La Cañada Real, la vergüenza de esconder la miseria en Madrid
Estos últimos tiempos nos hemos hartado de oír cantar las excelencias de Madrid como paraíso de la “libertad” y el motor del crecimiento económico del Estado. Las fisuras ya hace tiempos que se han hecho evidentes, especialmente durante la pandemia, pero no es nuevo que hay otro Madrid, desigual y pobre, que no sale en los discursos grandilocuentes.
Uno de los más conocidos y extremos es el Madrid de la Cañada Real, un asentamiento irregular, considerado el más grande de Europa, que está a solo 15 kilómetros de Madrid y que acoge a centenares de familias que se refugian en barracas o en casas sin los servicios mínimos adecuados. La situación es especialmente grave en los sectores V y VI, este último el más grande de todos, que no tienen luz desde hace más de un año. En el V tienen una poca, pero con una potencia que apenas les llega para tener una bombilla encendida.
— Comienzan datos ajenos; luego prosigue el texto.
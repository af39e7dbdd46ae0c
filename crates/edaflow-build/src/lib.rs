//! edaflow build description generator
//!
//! Produces Makefiles driving FPGA toolchains:
//! - Input file classification by role
//! - Backend/architecture variants with declarative option and role checks
//! - Synthesis, place-and-route, bitstream and back-annotation stage chains
//! - Typed command lines, quoted only when serialized
//! - Deterministic Makefile serialization

pub mod command;
pub mod emit;
pub mod error;
pub mod files;
pub mod flow;
pub mod graph;
pub mod options;
pub mod variant;

// Re-export main types
pub use command::{Arg, Command};
pub use emit::{Emitter, MAKEFILE_NAME};
pub use error::{BuildError, BuildResult};
pub use files::{
    ConstraintFormat, FileClassifier, HdlLanguage, InputFile, NetlistFormat, Role,
    RoleAssignment, RoleRule, Slot,
};
pub use flow::{configure, FlowPlan, FlowRequest, HelperScript};
pub use graph::{make_escape, BuildGraph, GraphBuilder, OutputHazard, OverlapPolicy, Stage};
pub use options::{OptionSchema, OptionValue, Options};
pub use variant::{Backend, NextpnrArch, SubFlow, SymbiflowArch, Variant, Vendor};
//! Variants command - list supported backend/architecture pairs

use anyhow::Result;
use edaflow_build::Variant;

/// Run the variants command
pub fn run(json: bool) -> Result<()> {
    let variants = Variant::all();

    if json {
        let entries: Vec<_> = variants.iter().map(describe).collect();
        println!("{}", serde_json::to_string_pretty(&entries)?);
        return Ok(());
    }

    println!("{:<20} {:<18} {:<16} {}", "BACKEND", "ARCH", "OPTIONS", "FASM2BELS");
    for variant in &variants {
        let required = variant.option_schema().required;
        let options = if required.is_empty() {
            "-".to_string()
        } else {
            required.join(",")
        };
        println!(
            "{:<20} {:<18} {:<16} {}",
            variant.backend().name(),
            variant.arch_name(),
            options,
            if variant.supports_subflows() { "yes" } else { "no" }
        );
    }

    Ok(())
}

fn describe(variant: &Variant) -> serde_json::Value {
    let roles: Vec<String> = variant
        .required_roles()
        .iter()
        .map(|role| role.to_string())
        .collect();

    serde_json::json!({
        "backend": variant.backend().name(),
        "arch": variant.arch_name(),
        "required_options": variant.option_schema().required,
        "required_files": roles,
        "subflows": variant.supports_subflows(),
    })
}
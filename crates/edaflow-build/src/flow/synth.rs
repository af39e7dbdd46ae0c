//! Yosys synthesis front end shared by the symbiflow flows
use super::FlowContext;
use crate::command::Command;
use crate::error::{BuildError, BuildResult};
use crate::files::{HdlLanguage, Role};
use std::collections::BTreeMap;

const YOSYS_TEMPLATE: &str = "yosys-script-tcl.j2";

/// Verilog sources of the design
///
/// Yosys only reads Verilog here, so any VHDL source is a format error.
pub(crate) fn verilog_sources(ctx: &mut FlowContext<'_>) -> BuildResult<Vec<String>> {
    if let Some(file) = ctx.peek(Role::HdlSource(HdlLanguage::Vhdl)).first() {
        return Err(BuildError::format_mismatch(
            ctx.variant(),
            "expected Verilog sources",
            format!("{} ({})", file.name, file.file_type),
        ));
    }
    Ok(ctx.take_many(Role::HdlSource(HdlLanguage::Verilog)))
}

/// Add the synthesis stage and return the JSON netlist it writes
pub(crate) fn yosys_json(ctx: &mut FlowContext<'_>, arch: &str) -> BuildResult<String> {
    let sources = verilog_sources(ctx)?;
    let options = ctx.options();
    let name = ctx.name();
    let netlist = format!("{}.json", name);

    let mut params = BTreeMap::new();
    params.insert("name".to_string(), name.to_string());
    params.insert("toplevel".to_string(), ctx.toplevel().to_string());
    params.insert("arch".to_string(), arch.to_string());
    params.insert("output_format".to_string(), "json".to_string());
    params.insert("sources".to_string(), sources.join(" "));
    for key in ["yosys_synth_options", "yosys_additional_commands"] {
        if let Some(value) = options.get_str(key)? {
            params.insert(key.to_string(), value);
        }
    }
    let script = ctx.helper(YOSYS_TEMPLATE, format!("{}_yosys.tcl", name), params);

    let command = Command::new("yosys")
        .arg("-l")
        .path("yosys.log")
        .arg("-p")
        .arg(format!("tcl {}", script));

    let mut inputs = sources;
    inputs.push(script);
    ctx.graph.add_stage(command, [netlist.clone()], inputs)?;
    Ok(netlist)
}
use crate::{
    AppState,
    auth::MaybeUser,
    dto::InteractionsQuery,
    errors::{ApiError, RemoteContext},
    extract::AppQuery,
    feed,
    models::InteractionKind,
};
use axum::{
    Json,
    extract::State,
};
use std::collections::HashMap;
use uuid::Uuid;

/// GET /interactions?post_ids=<id>,<id>
/// Anonymous callers get an empty map.
pub async fn get_interactions(
    State(state): State<AppState>,
    MaybeUser(user): MaybeUser,
    AppQuery(params): AppQuery<InteractionsQuery>,
) -> Result<Json<HashMap<Uuid, Option<InteractionKind>>>, ApiError> {
    let post_ids = params.post_ids()?;

    let Some(user) = user else {
        return Ok(Json(HashMap::new()));
    };

    let interactions = feed::interactions_for(state.backend.as_ref(), user.id, &post_ids)
        .await
        .or_notify("Failed to load your interactions.")?;

    Ok(Json(interactions))
}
Para cocinar o calentar la casa usan butano, pero en algunos casos la precariedad es tan grande que algunos vecinos no tienen ni para comprarse una catalítica.
El año pasado fueron noticia porque durante la grand nevada de Madrid se vieron obligados a quemar leña en la calle para cocinar y calentarse. Los niños no podían hacer los deberes, no se podían usar calefactores eléctricos y tampoco podían usar los electrodomésticos básicos, como la nevera o la lavadora.
El problema de la Cañada es ciertamente complejo. Tanto por el tipo de población que habita –un reciente comunicado de Cáritas cifra en un 5% el porcentaje de habitantes que se dedican a la droga, lo cual convierte la zona, además, en un foco de venta e inseguridad– como por la mezcla de población inmigrada y española que no ha encontrado ninguna otra salida habitacional y que hace años que vive en condiciones precarias. El problema es que, como son viviendas irregulares, no tienen cédula de habilidad, y esto hace que no puedan tener contadores de la luz como les correspondería. Por otro lado, algunos de los traficantes pinchan la luz de la calle para sus plantaciones, y esto provoca una sobresaturación de las líneas que causa el colapso. Es un pescado que se muerde la cola y que hace que no haya una solución fácil para estas casi 4.500 personas, 1.800 de ellas menores de edad, que no se pueden regularizar y pagar por sus servicios como querrían. El problema está enquistado, y aunque el Pacto Regional por la Cañada, del 2017, incluye una estrategia para realojar parte de la población, las actuaciones están prácticamente paralizadas.
Mientras tanto, como denunció el año pasado Naciones Unidas, continúa habiendo una “emergencia humanitaria” en esta zona, lo cual debería avergonzar y movilizar a las autoridades madrileñas y estatales de manera más clara. Las excusas, tanto de la administración como de la compañía Naturgy, que se ampara en los problemas burocráticos y en la sobreexplotación ilegal de la línea, no justifican el abandono de estos asentamientos. Hay mecanismos para solucionar la situación de manera provisional hasta que no se encuentre una salida definitiva. Las entidades reclaman soluciones paliativas –generadores, placas solares, estufas de butano– que eviten un segundo invierno de hielo, oscuridad y miseria para estos 1.800 menores.